MATERIAL TO PROCESS

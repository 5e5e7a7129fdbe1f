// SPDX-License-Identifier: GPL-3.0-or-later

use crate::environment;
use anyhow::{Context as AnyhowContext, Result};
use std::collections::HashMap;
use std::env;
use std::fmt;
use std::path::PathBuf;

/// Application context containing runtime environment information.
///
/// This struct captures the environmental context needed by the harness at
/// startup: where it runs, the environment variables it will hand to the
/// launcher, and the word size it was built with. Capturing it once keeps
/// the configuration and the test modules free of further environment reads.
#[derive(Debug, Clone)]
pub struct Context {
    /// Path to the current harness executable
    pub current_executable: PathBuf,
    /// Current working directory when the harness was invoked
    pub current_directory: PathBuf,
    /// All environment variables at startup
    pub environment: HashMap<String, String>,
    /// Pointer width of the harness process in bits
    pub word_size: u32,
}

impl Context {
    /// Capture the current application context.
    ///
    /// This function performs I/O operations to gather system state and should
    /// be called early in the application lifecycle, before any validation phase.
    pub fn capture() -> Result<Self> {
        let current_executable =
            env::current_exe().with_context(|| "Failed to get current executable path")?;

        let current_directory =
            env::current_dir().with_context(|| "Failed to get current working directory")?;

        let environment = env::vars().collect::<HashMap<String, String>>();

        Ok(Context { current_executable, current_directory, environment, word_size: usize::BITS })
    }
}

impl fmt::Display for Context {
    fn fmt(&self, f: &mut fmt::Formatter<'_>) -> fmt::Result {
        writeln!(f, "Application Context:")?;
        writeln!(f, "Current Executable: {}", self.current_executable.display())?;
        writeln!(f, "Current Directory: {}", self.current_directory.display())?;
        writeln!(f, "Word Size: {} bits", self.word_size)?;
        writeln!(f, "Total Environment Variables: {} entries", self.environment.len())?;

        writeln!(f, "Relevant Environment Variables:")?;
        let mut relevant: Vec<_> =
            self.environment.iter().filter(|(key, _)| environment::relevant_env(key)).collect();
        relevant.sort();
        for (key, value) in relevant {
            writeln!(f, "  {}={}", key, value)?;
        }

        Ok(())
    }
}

--

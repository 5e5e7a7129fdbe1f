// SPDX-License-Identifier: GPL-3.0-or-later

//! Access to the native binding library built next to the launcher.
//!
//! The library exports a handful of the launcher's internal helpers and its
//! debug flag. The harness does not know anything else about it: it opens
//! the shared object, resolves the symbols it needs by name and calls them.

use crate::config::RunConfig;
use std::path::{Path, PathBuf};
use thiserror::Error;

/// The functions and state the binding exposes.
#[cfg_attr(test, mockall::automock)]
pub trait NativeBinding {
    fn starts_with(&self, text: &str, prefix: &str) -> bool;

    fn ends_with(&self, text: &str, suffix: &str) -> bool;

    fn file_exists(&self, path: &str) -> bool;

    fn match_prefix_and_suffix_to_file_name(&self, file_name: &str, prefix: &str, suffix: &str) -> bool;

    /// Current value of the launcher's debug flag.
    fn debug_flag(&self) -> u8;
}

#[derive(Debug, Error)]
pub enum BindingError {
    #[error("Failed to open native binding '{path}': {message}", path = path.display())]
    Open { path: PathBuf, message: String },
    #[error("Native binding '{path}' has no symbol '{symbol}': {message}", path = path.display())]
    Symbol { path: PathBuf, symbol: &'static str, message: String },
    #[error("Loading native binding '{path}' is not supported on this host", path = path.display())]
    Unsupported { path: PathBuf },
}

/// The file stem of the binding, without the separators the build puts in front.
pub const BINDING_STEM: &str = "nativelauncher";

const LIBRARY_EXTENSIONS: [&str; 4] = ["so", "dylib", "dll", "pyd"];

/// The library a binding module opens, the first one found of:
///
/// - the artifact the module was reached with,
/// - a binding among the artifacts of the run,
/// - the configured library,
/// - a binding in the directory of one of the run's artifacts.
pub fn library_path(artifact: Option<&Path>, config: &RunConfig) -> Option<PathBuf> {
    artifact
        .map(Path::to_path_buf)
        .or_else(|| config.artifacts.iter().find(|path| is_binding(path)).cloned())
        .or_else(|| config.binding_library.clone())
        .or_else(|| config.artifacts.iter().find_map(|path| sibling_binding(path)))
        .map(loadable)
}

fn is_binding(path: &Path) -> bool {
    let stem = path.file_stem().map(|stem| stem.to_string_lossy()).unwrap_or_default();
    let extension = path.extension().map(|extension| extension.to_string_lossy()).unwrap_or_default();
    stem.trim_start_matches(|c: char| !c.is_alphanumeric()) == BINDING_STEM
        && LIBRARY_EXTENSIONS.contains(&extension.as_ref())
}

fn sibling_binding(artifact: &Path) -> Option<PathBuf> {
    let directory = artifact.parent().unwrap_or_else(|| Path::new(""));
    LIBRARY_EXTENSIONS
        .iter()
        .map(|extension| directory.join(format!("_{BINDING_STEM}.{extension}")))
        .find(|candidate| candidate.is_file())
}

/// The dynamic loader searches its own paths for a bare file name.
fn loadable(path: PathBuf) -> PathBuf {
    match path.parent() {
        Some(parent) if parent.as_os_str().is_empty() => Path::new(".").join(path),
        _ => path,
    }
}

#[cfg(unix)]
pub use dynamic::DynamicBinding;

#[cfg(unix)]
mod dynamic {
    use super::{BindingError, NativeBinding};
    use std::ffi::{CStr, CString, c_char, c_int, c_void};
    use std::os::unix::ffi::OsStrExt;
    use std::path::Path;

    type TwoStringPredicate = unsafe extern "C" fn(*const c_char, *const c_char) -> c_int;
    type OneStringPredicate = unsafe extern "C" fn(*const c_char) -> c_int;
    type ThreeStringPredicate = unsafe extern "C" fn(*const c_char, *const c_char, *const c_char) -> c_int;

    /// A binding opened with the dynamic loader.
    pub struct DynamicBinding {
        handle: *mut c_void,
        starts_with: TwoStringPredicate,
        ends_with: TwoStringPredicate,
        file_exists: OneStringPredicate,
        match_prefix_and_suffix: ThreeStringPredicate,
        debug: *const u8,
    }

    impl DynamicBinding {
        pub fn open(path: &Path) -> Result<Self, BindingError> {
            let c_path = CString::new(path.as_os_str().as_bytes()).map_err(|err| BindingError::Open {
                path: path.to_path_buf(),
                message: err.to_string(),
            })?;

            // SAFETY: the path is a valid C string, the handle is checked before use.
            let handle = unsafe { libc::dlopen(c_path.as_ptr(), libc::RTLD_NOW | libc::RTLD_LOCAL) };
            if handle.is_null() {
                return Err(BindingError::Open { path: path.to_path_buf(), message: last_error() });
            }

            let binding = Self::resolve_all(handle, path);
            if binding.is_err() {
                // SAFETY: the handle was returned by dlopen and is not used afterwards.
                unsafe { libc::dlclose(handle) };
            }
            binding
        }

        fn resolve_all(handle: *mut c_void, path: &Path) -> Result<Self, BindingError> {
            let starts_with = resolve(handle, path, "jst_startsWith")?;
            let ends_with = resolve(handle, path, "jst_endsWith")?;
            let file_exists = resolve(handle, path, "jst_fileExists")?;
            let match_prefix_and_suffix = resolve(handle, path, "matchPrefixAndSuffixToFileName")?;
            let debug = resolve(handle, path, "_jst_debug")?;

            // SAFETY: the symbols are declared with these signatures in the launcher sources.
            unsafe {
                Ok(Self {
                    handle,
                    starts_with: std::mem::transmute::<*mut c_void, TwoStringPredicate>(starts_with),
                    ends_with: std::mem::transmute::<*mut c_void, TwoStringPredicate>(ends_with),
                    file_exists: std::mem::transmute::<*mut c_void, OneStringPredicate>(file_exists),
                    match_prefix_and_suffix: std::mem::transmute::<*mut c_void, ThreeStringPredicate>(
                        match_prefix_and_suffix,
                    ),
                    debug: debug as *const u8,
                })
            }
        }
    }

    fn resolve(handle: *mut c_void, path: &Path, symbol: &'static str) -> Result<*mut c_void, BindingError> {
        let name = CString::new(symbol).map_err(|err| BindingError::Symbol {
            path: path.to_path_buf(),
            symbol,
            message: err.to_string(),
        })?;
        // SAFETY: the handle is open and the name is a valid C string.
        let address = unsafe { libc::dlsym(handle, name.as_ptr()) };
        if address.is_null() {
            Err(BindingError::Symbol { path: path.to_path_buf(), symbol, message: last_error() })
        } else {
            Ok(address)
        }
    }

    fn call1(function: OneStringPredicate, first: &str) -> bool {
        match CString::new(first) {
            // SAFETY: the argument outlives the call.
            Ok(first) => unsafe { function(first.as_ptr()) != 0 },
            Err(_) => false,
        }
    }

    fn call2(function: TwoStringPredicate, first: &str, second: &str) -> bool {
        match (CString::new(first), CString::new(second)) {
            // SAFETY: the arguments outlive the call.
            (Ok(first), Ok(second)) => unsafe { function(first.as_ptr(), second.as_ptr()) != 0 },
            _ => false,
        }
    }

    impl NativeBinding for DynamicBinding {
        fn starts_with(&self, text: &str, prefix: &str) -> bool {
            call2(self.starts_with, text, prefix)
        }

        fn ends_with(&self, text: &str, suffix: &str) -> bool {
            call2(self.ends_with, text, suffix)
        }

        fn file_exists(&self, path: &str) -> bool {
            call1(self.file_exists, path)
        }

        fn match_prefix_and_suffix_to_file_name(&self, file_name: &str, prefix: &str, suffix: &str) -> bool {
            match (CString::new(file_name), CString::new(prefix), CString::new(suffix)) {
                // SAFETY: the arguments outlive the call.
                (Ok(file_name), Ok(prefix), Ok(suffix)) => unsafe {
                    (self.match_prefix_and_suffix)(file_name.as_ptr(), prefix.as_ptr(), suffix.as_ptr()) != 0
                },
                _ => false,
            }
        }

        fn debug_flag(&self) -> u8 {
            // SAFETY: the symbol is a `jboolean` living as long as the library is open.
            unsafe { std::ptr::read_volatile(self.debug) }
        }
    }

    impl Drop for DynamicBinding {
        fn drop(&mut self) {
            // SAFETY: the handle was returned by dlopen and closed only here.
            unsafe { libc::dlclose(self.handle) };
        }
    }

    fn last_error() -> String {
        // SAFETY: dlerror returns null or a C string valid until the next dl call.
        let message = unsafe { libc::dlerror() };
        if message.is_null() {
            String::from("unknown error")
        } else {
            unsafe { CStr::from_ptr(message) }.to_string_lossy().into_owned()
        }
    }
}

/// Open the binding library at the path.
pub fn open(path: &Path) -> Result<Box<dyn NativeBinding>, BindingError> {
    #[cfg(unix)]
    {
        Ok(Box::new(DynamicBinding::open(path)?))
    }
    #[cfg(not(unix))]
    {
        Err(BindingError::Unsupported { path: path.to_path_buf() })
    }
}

REQUIRED WORK
For the word "working", return every line of the records that holds it.

YOUR SOLUTION
    /// Current working directory when the harness was invoked
            env::current_dir().with_context(|| "Failed to get current working directory")?;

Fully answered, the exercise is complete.